Activity :: Below is a listing; restate from it, character for character, the lines beginning at the line holding "pub(crate) struct LateralSubplan<'p>" and ending at the line holding "if strict_order_cmp(key, parent_key)", both included.

━━━━━ The data ━━━━━

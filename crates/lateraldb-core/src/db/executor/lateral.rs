use crate::{
    db::{
        executor::correlation::key_at,
        query::{
            expr::SlotColumn,
            plan::{OrderKey, SubplanSpec},
        },
        store::Row,
    },
    error::{InternalError, ProjectionError},
    value::{Value, nulls_last, strict_order_cmp},
};
use std::cmp::Ordering;

static NULL: Value = Value::Null;

/// Value comparator applied to non-null order keys.
pub type Comparator = fn(&Value, &Value) -> Ordering;

///
/// LateralSubplan
///
/// Per-outer-row child selection: correlate, filter, stable sort, take N.
/// Pure over its inputs; the same parent key and candidates always select
/// the same rows in the same order.
///

#[derive(Clone, Copy, Debug)]
pub(crate) struct LateralSubplan<'p> {
    spec: &'p SubplanSpec,
}

impl<'p> LateralSubplan<'p> {
    pub(crate) const fn new(spec: &'p SubplanSpec) -> Self {
        Self { spec }
    }

    /// Select the top-N children of `parent_key` under `cmp`.
    ///
    /// A NULL parent key selects nothing; fewer than N matches selects them
    /// all; a limit of zero selects nothing.
    pub(crate) fn evaluate<'r>(
        &self,
        parent_key: &Value,
        child_rows: &[&'r Row],
        cmp: Comparator,
    ) -> Result<Vec<&'r Row>, InternalError> {
        if parent_key.is_null() || self.spec.limit == Some(0) {
            return Ok(Vec::new());
        }

        let mut selected = Vec::new();
        for &row in child_rows {
            let key = key_at(row, self.spec.correlation_index)?;
            if strict_order_cmp(key, parent_key) != Some(Ordering::Equal) {
                continue;
            }
            if self.passes_filter(row)? {
                selected.push(row);
            }
        }

        if !self.spec.order.is_empty() {
            // sort_by is stable: equal keys keep input order
            selected.sort_by(|a, b| compare_rows(a, b, &self.spec.order, cmp));
        }
        if let Some(limit) = self.spec.limit {
            selected.truncate(limit);
        }

        Ok(selected)
    }

    fn passes_filter(&self, row: &Row) -> Result<bool, InternalError> {
        let Some(filter) = &self.spec.filter else {
            return Ok(true);
        };

        filter.passes(&|column: SlotColumn| {
            row.get(column.index).map(Some).ok_or_else(|| {
                InternalError::executor_projection(ProjectionError::MissingValue {
                    slot: column.slot,
                    index: column.index,
                })
            })
        })
    }
}

fn compare_rows(left: &Row, right: &Row, order: &[OrderKey], cmp: Comparator) -> Ordering {
    for key in order {
        let a = left.get(key.index).unwrap_or(&NULL);
        let b = right.get(key.index).unwrap_or(&NULL);
        let ord = nulls_last(a, b, key.direction.is_descending(), cmp);
        if ord != Ordering::Equal {
            return ord;
        }
    }

    Ordering::Equal
}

━━━━━

Result below ::
pub(crate) struct LateralSubplan<'p> {
    spec: &'p SubplanSpec,
}

impl<'p> LateralSubplan<'p> {
    pub(crate) const fn new(spec: &'p SubplanSpec) -> Self {
        Self { spec }
    }

    /// Select the top-N children of `parent_key` under `cmp`.
    ///
    /// A NULL parent key selects nothing; fewer than N matches selects them
    /// all; a limit of zero selects nothing.
    pub(crate) fn evaluate<'r>(
        &self,
        parent_key: &Value,
        child_rows: &[&'r Row],
        cmp: Comparator,
    ) -> Result<Vec<&'r Row>, InternalError> {
        if parent_key.is_null() || self.spec.limit == Some(0) {
            return Ok(Vec::new());
        }

        let mut selected = Vec::new();
        for &row in child_rows {
            let key = key_at(row, self.spec.correlation_index)?;
            if strict_order_cmp(key, parent_key) != Some(Ordering::Equal) {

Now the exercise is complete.